Oh hello there. You seem to have caught me mid-blog. Or rather, you might have done, had I not been silent in the world of substandard online diarism for quite some time now. In fact, I do believe it has been a whole year! Have you missed me? Have your days been empty and startlingly bleak without my comforting thoughts to guide you? Well I don’t really care either way. Because, as we've firmly established on numerous prior occasions, I don’t really like you very much. For example, do you remember that magical time, years ago, when we were both carefree children in the playground of our lives, and I would push you gently on the swings? Just so you know: I was actually thinking about pushing you gently off a cliff.
In any case, I feel like I should provide some kind of update on things that have occurred during our intervening silence. But honestly, I can’t think of much. I mean, there was that time when [redacted] happened during [redacted]. I know, it’s been an entire year. But I'm still not ready to talk about it. Trust me, [redacted] was pretty bad. And I don’t mean bad in the Star Trek: The Next Generation sense, where a character will suffer something emotionally or intellectually crippling…and affecting them for the space of exactly one episode.
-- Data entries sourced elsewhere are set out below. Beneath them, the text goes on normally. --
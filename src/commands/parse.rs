use std::path::Path;

use anyhow::{Result, bail};
use tracing::info;

use crate::cli::ParseArgs;
use crate::commands::batch::{
    BatchRecorder, RunClock, open_store, print_summary, write_manifest,
};
use crate::extract::LegislationParser;
use crate::fetch::read_local_document;
use crate::model::{ParseResult, RunPaths};
use crate::util::ensure_directory;

pub fn run(args: ParseArgs) -> Result<()> {
    if args.source_url.is_some() && args.paths.len() > 1 {
        bail!("--source-url applies to a single input file, got {}", args.paths.len());
    }

    let clock = RunClock::start();
    let cache_root = args.location.cache_root.clone();
    let manifest_dir = args.location.manifest_dir();
    ensure_directory(&manifest_dir)?;

    let manifest_path = clock.manifest_path(&manifest_dir, "parse");
    let output_dir = args.output.resolved_output_dir(&cache_root);
    let db_path = args.location.resolved_db_path();

    info!(run_id = %clock.run_id, files = args.paths.len(), "starting parse");

    let parser = LegislationParser::new()?;
    let store = open_store(args.output.no_store, &db_path)?;
    let mut recorder = BatchRecorder::new(
        &clock.run_id,
        output_dir.clone(),
        args.output.resolved_formats(),
        store,
    );

    for path in &args.paths {
        let source_url = args
            .source_url
            .clone()
            .unwrap_or_else(|| local_source_url(path));
        let outcome = parse_local_file(&parser, path, &source_url);
        recorder.record(&source_url, outcome);
    }

    let manifest = recorder.finish(
        &clock,
        render_parse_command(&args),
        RunPaths {
            cache_root: cache_root.display().to_string(),
            output_dir: output_dir.display().to_string(),
            manifest_path: manifest_path.display().to_string(),
            db_path: (!args.output.no_store).then(|| db_path.display().to_string()),
        },
    );

    write_manifest(&manifest_path, &manifest)?;
    print_summary(&manifest)?;

    Ok(())
}

fn parse_local_file(
    parser: &LegislationParser,
    path: &Path,
    source_url: &str,
) -> Result<ParseResult> {
    let content = read_local_document(path)?;
    let result = parser.parse_document(source_url, &content)?;
    Ok(result)
}

fn local_source_url(path: &Path) -> String {
    let absolute = path.canonicalize().unwrap_or_else(|_| path.to_path_buf());
    format!("file://{}", absolute.display())
}

fn render_parse_command(args: &ParseArgs) -> String {
    let mut parts = vec!["legiscrape".to_string(), "parse".to_string()];
    parts.extend(args.paths.iter().map(|path| path.display().to_string()));
    if let Some(source_url) = &args.source_url {
        parts.push("--source-url".to_string());
        parts.push(source_url.clone());
    }
    for format in &args.output.formats {
        parts.push("--format".to_string());
        parts.push(format.as_str().to_string());
    }
    if args.output.no_store {
        parts.push("--no-store".to_string());
    }
    parts.join(" ")
}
Like the one where Picard gets tortured and has a mental breakdown but then is back in command of Starfleet's flagship in the next episode. Or the one where Worf breaks his neck and has to relearn how to walk, so that he can be Chief of Security again in the next episode. Or the one where Geordi is brainwashed into being a terrorist and has to painstakingly piece his memory back together, just in time to work engineering miracles in the next episode.
Well, trust me, that thing we're not talking about is really sticking with me. When I'm ready to talk about it, I'll let you know. But understand this: you will be genuinely harrowed by the tale. And you should know that I've also been thinking about redecorating.
Notes: So ever since Miles Mayhem escaped from the facility here beneath campaign headquarters, over a year ago, I've been running the events of our lives together over and over in my head. I just can’t stop thinking that there must surely have been some way I could have changed things. Maybe there was something I could have done differently, or something I should have said? Did I not love little Miles enough? Did I, perhaps, use the electroshock therapy one too many times? It's hard to say. Miles, if you're out there, come home. Just come home.